Additionally, Manny’s home run came after a few frustrating at-bats where he’d either ground out weakly or hit a screaming liner directly at a fielder. It served as a reminder that no matter what he’s doing currently, he’s still Manny Freakin’ Ramirez. “Remember when you won the World Series MVP, Manny?” I said, “That was fun. More of that, please.” Manny responded by waving meekly at a pitch two feet outside the zone. “You know,” I said, turning to Beth, “There are people who say he only did that so Smoltz will throw him that same pitch next time and he’ll send it over the Monster.” Beth nodded, “The belief in his powers is unparalleled. I honestly think he could hit a home run in every at bat if he wanted to. He just chooses not to.” And then in the very next at-bat, he did.

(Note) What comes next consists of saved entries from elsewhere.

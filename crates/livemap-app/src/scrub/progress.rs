/// Share of the viewport height at which scrubbing begins.
pub const DEFAULT_START_FRACTION: f32 = 0.9;

/// Viewport-relative geometry of the scrubbed region.
#[derive(Debug, Clone, Copy, PartialEq)]
pub struct ScrollGeometry {
    /// Top edge of the region relative to the viewport top.
    pub region_top: f32,
    pub region_height: f32,
    pub viewport_height: f32,
}

/// Map region position to scrub progress in [0, 1].
///
/// Progress starts when the region's top crosses `viewport_height * start_fraction`
/// and completes once the region has scrolled fully past the top edge.
pub fn scroll_progress(geometry: &ScrollGeometry, start_fraction: f32) -> f32 {
    let start = geometry.viewport_height * start_fraction;
    let end = -geometry.region_height;
    let span = start - end;
    if span.is_nan() || span <= 0.0 {
        return 0.0;
    }
    let raw = (start - geometry.region_top) / span;
    raw.clamp(0.0, 1.0)
}

/// Frame index for a progress value: `round(progress * (frame_count - 1))`.
pub fn target_frame_index(progress: f32, frame_count: u32) -> Option<u32> {
    if frame_count == 0 {
        return None;
    }
    let last = frame_count - 1;
    let index = (progress.clamp(0.0, 1.0) * last as f32).round() as u32;
    Some(index.min(last))
}
pub mod context;
pub mod fullscreen_quad;
pub mod present;

pub use context::GpuContext;
pub use present::Presenter;
//! Scripted decoder and helpers for driving the scrubber in tests.

use std::collections::HashSet;
use std::sync::{Arc, Mutex, Weak};
use std::time::{Duration, Instant};

use crossbeam_channel::{Receiver, Sender};

use crate::error::DecodeError;
use crate::media::fixtures::PALETTE;
use crate::media::decoder::TrackInfo;
use crate::media::{DecodedFrame, FrameDecoder, TrackFormat};

pub const FRAME_SIZE: u32 = 4;

/// Solid frame in `PALETTE[index]`.
pub fn palette_frame(index: u32) -> DecodedFrame {
    let [r, g, b] = PALETTE[index as usize % PALETTE.len()];
    DecodedFrame {
        data: [r, g, b, 255].repeat((FRAME_SIZE * FRAME_SIZE) as usize),
        width: FRAME_SIZE,
        height: FRAME_SIZE,
        delay_ms: 100,
    }
}

/// Decoder that records calls and optionally waits for permission per decode.
pub struct ScriptedDecoder {
    info: TrackInfo,
    calls: Arc<Mutex<Vec<u32>>>,
    gate: Option<Receiver<()>>,
    failing: HashSet<u32>,
    alive: Arc<()>,
}

/// Test-side handle to a [`ScriptedDecoder`].
#[derive(Clone)]
pub struct Script {
    calls: Arc<Mutex<Vec<u32>>>,
    gate: Option<Sender<()>>,
    decoder: Weak<()>,
}

impl Script {
    pub fn calls(&self) -> Vec<u32> {
        self.calls.lock().unwrap().clone()
    }

    /// False once the decoder has been dropped by its thread.
    pub fn decoder_alive(&self) -> bool {
        self.decoder.strong_count() > 0
    }

    /// Let one gated decode finish.
    pub fn release(&self) {
        if let Some(gate) = &self.gate {
            gate.send(()).unwrap();
        }
    }

    /// Block until `count` decodes have started.
    pub fn wait_for_calls(&self, count: usize) {
        let deadline = Instant::now() + Duration::from_secs(5);
        while self.calls.lock().unwrap().len() < count {
            assert!(Instant::now() < deadline, "decoder never reached {count} calls");
            std::thread::sleep(Duration::from_millis(1));
        }
    }
}

impl ScriptedDecoder {
    pub fn new(frame_count: u32) -> (Self, Script) {
        Self::build(frame_count, false)
    }

    /// Every decode waits for [`Script::release`].
    pub fn gated(frame_count: u32) -> (Self, Script) {
        Self::build(frame_count, true)
    }

    fn build(frame_count: u32, gated: bool) -> (Self, Script) {
        let calls = Arc::new(Mutex::new(Vec::new()));
        let (gate_tx, gate_rx) = if gated {
            let (tx, rx) = crossbeam_channel::unbounded();
            (Some(tx), Some(rx))
        } else {
            (None, None)
        };
        let decoder = Self {
            info: TrackInfo {
                format: TrackFormat::WebP,
                width: FRAME_SIZE,
                height: FRAME_SIZE,
                frame_count,
            },
            calls: calls.clone(),
            gate: gate_rx,
            failing: HashSet::new(),
            alive: Arc::new(()),
        };
        let script = Script {
            calls,
            gate: gate_tx,
            decoder: Arc::downgrade(&decoder.alive),
        };
        (decoder, script)
    }

    pub fn failing(mut self, index: u32) -> Self {
        self.failing.insert(index);
        self
    }
}

impl FrameDecoder for ScriptedDecoder {
    fn track(&self) -> &TrackInfo {
        &self.info
    }

    fn decode(&mut self, index: u32) -> Result<DecodedFrame, DecodeError> {
        self.calls.lock().unwrap().push(index);
        if let Some(gate) = &self.gate {
            gate.recv().map_err(|_| DecodeError::WorkerGone)?;
        }
        if self.failing.contains(&index) {
            return Err(DecodeError::Malformed(format!("scripted failure at {index}")));
        }
        if index >= self.info.frame_count {
            return Err(DecodeError::IndexOutOfRange {
                index,
                count: self.info.frame_count,
            });
        }
        Ok(palette_frame(index))
    }
}

/// Poll `f` until it returns true or a few seconds pass.
pub fn eventually(mut f: impl FnMut() -> bool) {
    let deadline = Instant::now() + Duration::from_secs(5);
    while !f() {
        assert!(Instant::now() < deadline, "condition not met in time");
        std::thread::sleep(Duration::from_millis(1));
    }
}
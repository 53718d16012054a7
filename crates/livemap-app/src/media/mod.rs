pub mod decoder;
pub mod fetch;
#[cfg(test)]
pub mod fixtures;
pub mod types;

pub use decoder::{FrameDecoder, TrackFormat};
pub use types::{BitmapLedger, DecodedFrame, FrameBitmap};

My brother who was seated behind the Red Sox bullpen with his girlfriend summed it up thusly after the game, “That was a wicked shot. Like really, really far.” Manny Ramirez is still Manny Ramirez. Let us never forget this.
As for Varitek, he went 2 for 5 with a pair of singles and a run scored. Plus, he caught that gem. Because of the unfortunate coffee spillage, he was not aware that I was wearing his jersey in support but methinks he knew it anyway. Yes, I choose to believe that Jason Varitek can read my mind, what’s it to you?
My brother, who I met up with postgame, hypothesizes that Dougie strained his wrist by pouring Gatorade for the team from atop the cooler. As good an explanation as any, I suppose. He’d already figured out that we most likely won’t be seeing Wake in Toronto due to the way the rotation falls so Kev figures that he can just sit next to the Red Sox dugout and scream “Doug! E! Fresh!” for nine innings until he comes out to sign his jersey and shut him up.
So I’m out for a while, kids. I’ve no idea if I’ll be able to get wireless access in Toronto but if I can, I’ll try my damnedest to do some blogging across the border. Supposedly, we’re also visiting the Hockey Hall of Fame and posing with the Stanley Cup. Rawk!
Oh, and as an adieu, allow me to wish a very happy birthday to a one Mr. Steve Brady. Happy Birthday, Steve! May you be rolling in women after all!